Which laboratory findings indicate hyperparathyroidism?

Explanation:
In hyperparathyroidism, the hallmark laboratory finding is elevated serum calcium levels due to increased release of calcium from bones, increased intestinal absorption, and increased renal tubular reabsorption of calcium. This elevation in blood calcium levels stimulates the parathyroid glands to produce more parathyroid hormone (PTH), which typically would help to regulate calcium levels. However, in cases of primary hyperparathyroidism, even though calcium levels are high, PTH levels are also elevated because the disease is driven by the parathyroid glands themselves rather than a response to low calcium levels, as would be seen in other conditions. The combination of high blood calcium and elevated PTH is therefore indicative of hyperparathyroidism. This finding distinguishes this condition from other scenarios, such as secondary hyperparathyroidism, where PTH levels may be elevated in response to low serum calcium levels, allowing for differentiation based on the associated calcium measurements.

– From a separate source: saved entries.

//! Login gate: a static credential store and the session it guards.
//!
//! This is a toy gate, not a security boundary. Passwords are compared in
//! plain text and nothing is hashed or persisted.

pub mod credentials;
pub mod session;

pub use credentials::CredentialStore;
pub use session::{AuthError, AuthGate, Session};

/// Shown when the user asks for a password reset.
pub const PASSWORD_RESET_NOTICE: &str =
    "Password reset functionality is not implemented yet. Please contact support.";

In hyperparathyroidism, the hallmark laboratory finding is elevated serum calcium levels due to increased release of calcium from bones, increased intestinal absorption, and increased renal tubular reabsorption of calcium. This elevation in blood calcium levels stimulates the parathyroid glands to produce more parathyroid hormone (PTH), which typically would help to regulate calcium levels. However, in cases of primary hyperparathyroidism, even though calcium levels are high, PTH levels are also elevated because the disease is driven by the parathyroid glands themselves rather than a response to low calcium levels, as would be seen in other conditions.

The combination of high blood calcium and elevated PTH is therefore indicative of hyperparathyroidism. This finding distinguishes this condition from other scenarios, such as secondary hyperparathyroidism, where PTH levels may be elevated in response to low serum calcium levels, allowing for differentiation based on the associated calcium measurements.